Dataset entries:

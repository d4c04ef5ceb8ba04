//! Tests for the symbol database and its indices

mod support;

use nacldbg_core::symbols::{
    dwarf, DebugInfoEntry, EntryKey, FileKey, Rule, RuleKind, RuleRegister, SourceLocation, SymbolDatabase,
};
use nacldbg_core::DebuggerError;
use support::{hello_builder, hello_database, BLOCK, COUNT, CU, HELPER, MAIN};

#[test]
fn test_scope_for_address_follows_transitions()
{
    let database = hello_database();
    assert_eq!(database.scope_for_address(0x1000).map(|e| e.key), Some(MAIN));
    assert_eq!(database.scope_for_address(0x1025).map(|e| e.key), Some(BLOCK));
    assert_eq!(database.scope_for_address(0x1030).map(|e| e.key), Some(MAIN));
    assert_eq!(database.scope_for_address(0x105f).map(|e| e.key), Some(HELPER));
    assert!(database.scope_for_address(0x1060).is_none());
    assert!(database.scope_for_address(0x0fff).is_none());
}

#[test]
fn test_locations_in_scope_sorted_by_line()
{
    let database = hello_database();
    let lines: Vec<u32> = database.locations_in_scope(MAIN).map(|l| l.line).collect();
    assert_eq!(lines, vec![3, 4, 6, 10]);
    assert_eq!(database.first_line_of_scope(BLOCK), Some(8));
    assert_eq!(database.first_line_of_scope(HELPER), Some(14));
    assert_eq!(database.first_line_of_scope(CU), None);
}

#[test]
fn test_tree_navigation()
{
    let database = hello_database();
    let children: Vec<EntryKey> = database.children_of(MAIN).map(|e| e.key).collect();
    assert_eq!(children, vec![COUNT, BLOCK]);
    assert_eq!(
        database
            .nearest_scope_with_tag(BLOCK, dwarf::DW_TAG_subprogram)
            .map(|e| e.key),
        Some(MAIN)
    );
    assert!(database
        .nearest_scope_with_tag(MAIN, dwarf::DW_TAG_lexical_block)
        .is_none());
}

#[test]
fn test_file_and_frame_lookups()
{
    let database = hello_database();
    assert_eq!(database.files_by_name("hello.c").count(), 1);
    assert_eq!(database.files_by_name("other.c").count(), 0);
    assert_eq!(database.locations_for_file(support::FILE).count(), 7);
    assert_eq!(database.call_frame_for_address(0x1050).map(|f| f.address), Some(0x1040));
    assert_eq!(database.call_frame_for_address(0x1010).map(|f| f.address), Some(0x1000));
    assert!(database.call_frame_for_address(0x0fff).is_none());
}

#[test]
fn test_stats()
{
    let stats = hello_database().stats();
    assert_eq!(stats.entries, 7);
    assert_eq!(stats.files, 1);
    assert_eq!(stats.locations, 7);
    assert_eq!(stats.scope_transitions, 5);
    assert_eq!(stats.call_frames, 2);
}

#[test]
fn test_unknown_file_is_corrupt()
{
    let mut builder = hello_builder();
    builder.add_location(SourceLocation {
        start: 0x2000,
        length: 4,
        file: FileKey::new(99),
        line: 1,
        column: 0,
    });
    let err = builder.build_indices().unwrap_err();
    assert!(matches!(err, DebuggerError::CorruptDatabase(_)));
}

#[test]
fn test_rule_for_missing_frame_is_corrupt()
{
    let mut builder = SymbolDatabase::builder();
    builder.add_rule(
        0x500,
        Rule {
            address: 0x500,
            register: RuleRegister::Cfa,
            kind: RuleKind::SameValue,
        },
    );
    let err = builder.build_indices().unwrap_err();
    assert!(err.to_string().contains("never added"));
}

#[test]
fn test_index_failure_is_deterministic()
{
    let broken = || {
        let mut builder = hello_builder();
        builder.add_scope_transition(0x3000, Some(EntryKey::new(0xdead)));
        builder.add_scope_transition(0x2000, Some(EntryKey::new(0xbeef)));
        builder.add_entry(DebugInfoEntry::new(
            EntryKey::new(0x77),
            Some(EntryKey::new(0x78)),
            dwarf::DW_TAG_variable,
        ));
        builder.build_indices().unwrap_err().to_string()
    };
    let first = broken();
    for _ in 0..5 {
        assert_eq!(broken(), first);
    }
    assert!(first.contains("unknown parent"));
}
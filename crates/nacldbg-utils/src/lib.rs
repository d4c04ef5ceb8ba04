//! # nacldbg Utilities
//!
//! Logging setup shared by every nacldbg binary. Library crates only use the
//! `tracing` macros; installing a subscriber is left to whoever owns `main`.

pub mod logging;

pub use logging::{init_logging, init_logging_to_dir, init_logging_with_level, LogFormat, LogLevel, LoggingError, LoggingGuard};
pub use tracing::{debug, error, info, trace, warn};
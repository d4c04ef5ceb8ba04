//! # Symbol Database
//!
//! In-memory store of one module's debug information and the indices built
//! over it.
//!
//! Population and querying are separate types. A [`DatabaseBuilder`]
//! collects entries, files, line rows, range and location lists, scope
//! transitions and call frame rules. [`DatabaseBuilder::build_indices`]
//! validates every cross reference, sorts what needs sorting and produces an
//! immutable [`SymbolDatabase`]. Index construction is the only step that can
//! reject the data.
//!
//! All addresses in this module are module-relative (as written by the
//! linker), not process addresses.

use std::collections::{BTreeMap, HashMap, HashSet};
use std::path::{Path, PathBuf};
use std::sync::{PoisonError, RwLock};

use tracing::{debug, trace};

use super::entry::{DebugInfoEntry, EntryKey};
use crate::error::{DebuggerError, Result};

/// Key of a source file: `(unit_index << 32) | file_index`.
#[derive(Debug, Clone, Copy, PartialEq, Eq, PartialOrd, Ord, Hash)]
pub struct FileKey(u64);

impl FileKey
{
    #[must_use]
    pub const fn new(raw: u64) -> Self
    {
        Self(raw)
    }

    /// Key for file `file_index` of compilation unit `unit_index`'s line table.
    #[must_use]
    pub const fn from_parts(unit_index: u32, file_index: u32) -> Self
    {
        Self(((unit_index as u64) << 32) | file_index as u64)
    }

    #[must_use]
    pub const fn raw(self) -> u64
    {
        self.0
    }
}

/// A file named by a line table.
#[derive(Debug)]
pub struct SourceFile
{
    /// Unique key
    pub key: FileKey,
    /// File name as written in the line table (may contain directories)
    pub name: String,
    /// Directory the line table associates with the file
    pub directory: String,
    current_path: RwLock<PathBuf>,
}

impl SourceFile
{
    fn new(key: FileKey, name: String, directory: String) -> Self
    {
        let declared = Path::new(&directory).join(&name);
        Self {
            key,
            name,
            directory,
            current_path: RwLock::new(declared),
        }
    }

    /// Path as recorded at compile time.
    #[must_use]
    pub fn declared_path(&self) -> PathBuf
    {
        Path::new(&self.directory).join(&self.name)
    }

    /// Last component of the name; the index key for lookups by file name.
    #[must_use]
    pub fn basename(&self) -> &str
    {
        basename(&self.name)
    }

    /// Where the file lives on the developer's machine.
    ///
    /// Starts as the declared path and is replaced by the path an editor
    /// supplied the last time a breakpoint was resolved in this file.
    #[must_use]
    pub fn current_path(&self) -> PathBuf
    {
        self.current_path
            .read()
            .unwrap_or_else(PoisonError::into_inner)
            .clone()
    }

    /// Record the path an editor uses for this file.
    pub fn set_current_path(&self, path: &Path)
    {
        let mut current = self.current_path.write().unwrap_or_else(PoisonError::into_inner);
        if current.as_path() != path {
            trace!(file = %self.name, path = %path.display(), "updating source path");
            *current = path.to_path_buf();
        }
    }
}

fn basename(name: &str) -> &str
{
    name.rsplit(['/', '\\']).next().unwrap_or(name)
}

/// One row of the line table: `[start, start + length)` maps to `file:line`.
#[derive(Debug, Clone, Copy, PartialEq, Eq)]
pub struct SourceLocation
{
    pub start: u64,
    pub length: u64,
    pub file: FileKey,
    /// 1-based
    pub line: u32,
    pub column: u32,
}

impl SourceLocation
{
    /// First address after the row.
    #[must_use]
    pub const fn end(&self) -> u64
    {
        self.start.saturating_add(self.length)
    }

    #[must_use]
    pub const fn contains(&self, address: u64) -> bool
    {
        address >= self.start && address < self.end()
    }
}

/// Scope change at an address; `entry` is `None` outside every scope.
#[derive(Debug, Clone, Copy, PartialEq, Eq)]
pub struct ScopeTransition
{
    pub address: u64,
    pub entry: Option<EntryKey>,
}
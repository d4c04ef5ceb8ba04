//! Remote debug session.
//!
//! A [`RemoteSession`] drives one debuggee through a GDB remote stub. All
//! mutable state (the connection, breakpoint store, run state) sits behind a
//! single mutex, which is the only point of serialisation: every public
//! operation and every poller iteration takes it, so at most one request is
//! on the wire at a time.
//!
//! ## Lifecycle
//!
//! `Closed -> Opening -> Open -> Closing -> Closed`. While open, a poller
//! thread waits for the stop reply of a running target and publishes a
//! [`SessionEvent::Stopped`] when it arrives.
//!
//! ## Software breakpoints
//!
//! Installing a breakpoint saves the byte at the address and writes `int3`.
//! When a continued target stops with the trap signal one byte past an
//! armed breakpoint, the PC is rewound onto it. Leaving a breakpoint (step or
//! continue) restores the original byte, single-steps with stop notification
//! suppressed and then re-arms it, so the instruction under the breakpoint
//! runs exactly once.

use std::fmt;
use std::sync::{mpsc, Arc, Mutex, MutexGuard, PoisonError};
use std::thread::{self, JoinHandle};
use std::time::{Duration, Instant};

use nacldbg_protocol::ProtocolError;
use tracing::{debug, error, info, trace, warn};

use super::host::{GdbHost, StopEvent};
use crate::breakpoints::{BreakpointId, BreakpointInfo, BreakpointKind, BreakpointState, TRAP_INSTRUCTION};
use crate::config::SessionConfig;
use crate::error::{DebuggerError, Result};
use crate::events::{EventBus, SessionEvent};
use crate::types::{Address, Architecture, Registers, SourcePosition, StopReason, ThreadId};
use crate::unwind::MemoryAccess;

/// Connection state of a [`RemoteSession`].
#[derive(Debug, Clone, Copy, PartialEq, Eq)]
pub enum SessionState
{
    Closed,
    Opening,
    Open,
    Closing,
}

**Assigned task**
Copy each line above where the string "basename" occurs.

**Task result**
    pub fn basename(&self) -> &str
        basename(&self.name)
fn basename(name: &str) -> &str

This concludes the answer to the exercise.